As previously stated, organizations develop controls based on laws, regulations, best practices and industry standards. These controls are audited periodically to validate that processes are in place and working. This responsibility is that of the Auditor also referred to as the Security Control Assessor, who will independently validate these controls to ensure compliance and report the findings to higher authority.
The National Institute of Standards and Technology (NIST) has developed a series of specialized publications that layout the framework for the implementation, operation and management of information Technology. Controls can be found within the NIST Special Publication 800-53A which you can find in the Student Center under Additional Resources.
Refer to the Assessment Procedures in NIST Special Publication 800-53A and complete the following;
1. Complete the table below by determining the 18 Families and their corresp
Our website has a team of professional writers who can help you write any of your homework. They will write your papers from scratch. We also have a team of editors just to make sure all papers are of HIGH QUALITY & PLAGIARISM FREE. To make an Order you only need to click Ask A Question and we will direct you to our Order Page at WriteDemy. Then fill Our Order Form with all your assignment instructions. Select your deadline and pay for your paper. You will get it few hours before your set deadline.

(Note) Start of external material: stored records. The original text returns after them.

//! Request DTOs.

use serde::{Deserialize, Serialize};

use pitchforge_entity::{ExtractionKind, JobPriority};

/// `POST /api/ingestions`
///
/// The script is either uploaded inline as base64 `content` or referenced by
/// the `blobKey` of an earlier upload.
#[derive(Debug, Clone, Default, Serialize, Deserialize)]
#[serde(rename_all = "camelCase")]
pub struct CreateIngestionRequest {
    /// Owning project.
    #[serde(default)]
    pub project_id: Option<String>,
    /// Key of an already stored upload.
    #[serde(default)]
    pub blob_key: Option<String>,
    /// Base64-encoded script bytes.
    #[serde(default)]
    pub content: Option<String>,
    /// Original file name of inline content.
    #[serde(default)]
    pub file_name: Option<String>,
    /// MIME type of the upload.
    #[serde(default)]
    pub mime_type: Option<String>,
    /// Explicit extraction kind.
    #[serde(default)]
    pub kind: Option<ExtractionKind>,
    /// Target market region.
    #[serde(default)]
    pub region: Option<String>,
    /// Target platforms.
    #[serde(default)]
    pub platforms: Vec<String>,
    /// Queue priority (default: medium).
    #[serde(default)]
    pub priority: Option<JobPriority>,
    /// Delay before the job becomes eligible.
    #[serde(default)]
    pub delay_seconds: Option<u64>,
}

/// `POST /api/admin/actions`
#[derive(Debug, Clone, Serialize, Deserialize)]
#[serde(tag = "action", rename_all = "snake_case")]
pub enum AdminAction {
    /// Remove dead-letter jobs older than the given age.
    CleanupOldJobs {
        /// Age in days; the configured default when absent.
        #[serde(default, rename = "olderThanDays")]
        older_than_days: Option<u32>,
    },
    /// Return the processing metrics.
    GetMetrics,
}

/// `POST /api/queue/actions`
#[derive(Debug, Clone, Serialize, Deserialize)]
#[serde(tag = "action", rename_all = "snake_case")]
pub enum QueueAction {
    /// Delete a lock regardless of its holder.
    ForceUnlock {
        /// Lock name (default: `process`).
        #[serde(default)]
        lock: Option<String>,
    },
    /// Report whether a lock is held and by whom.
    CheckLock {
        /// Lock name (default: `process`).
        #[serde(default)]
        lock: Option<String>,
    },
}

#[cfg(test)]
mod tests {
    use super::*;

    #[test]
    fn test_admin_action_tags() {
        let action: AdminAction =
            serde_json::from_str(r#"{"action":"cleanup_old_jobs","olderThanDays":3}"#).unwrap();
        assert!(matches!(
            action,
            AdminAction::CleanupOldJobs {
                older_than_days: Some(3)
            }
        ));

        let action: AdminAction = serde_json::from_str(r#"{"action":"get_metrics"}"#).unwrap();
        assert!(matches!(action, AdminAction::GetMetrics));

        assert!(serde_json::from_str::<AdminAction>(r#"{"action":"drop_all"}"#).is_err());
    }

    #[test]
    fn test_queue_action_default_lock() {
        let action: QueueAction = serde_json::from_str(r#"{"action":"check_lock"}"#).unwrap();
        assert!(matches!(action, QueueAction::CheckLock { lock: None }));
    }
}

Fill in all the assignment paper details that are required in the order form with the standard information being the page count, deadline, academic level and type of paper. It is advisable to have this information at hand so that you can quickly fill in the necessary information needed in the form for the essay writer to be immediately assigned to your writing project. Make payment for the custom essay order to enable us to assign a suitable writer to your order. Payments are made through Paypal on a secured billing page. Finally, sit back and relax.
About Writedemy
We are a professional paper writing website. If you have searched a question and bumped into our website just know you are in the right place to get help in your coursework. We offer HIGH QUALITY & PLAGIARISM FREE Papers.
How It Works
To make an Order you only need to click on “Order Now” and we will direct you to our Order Page. Fill Our Order Form with all your assignment instructions. Select your deadline and pay for your paper. You will get it few hours before your set deadline.
Are there Discounts?
All new clients are eligible for 20% off in their first Order. Our payment method is safe and secure.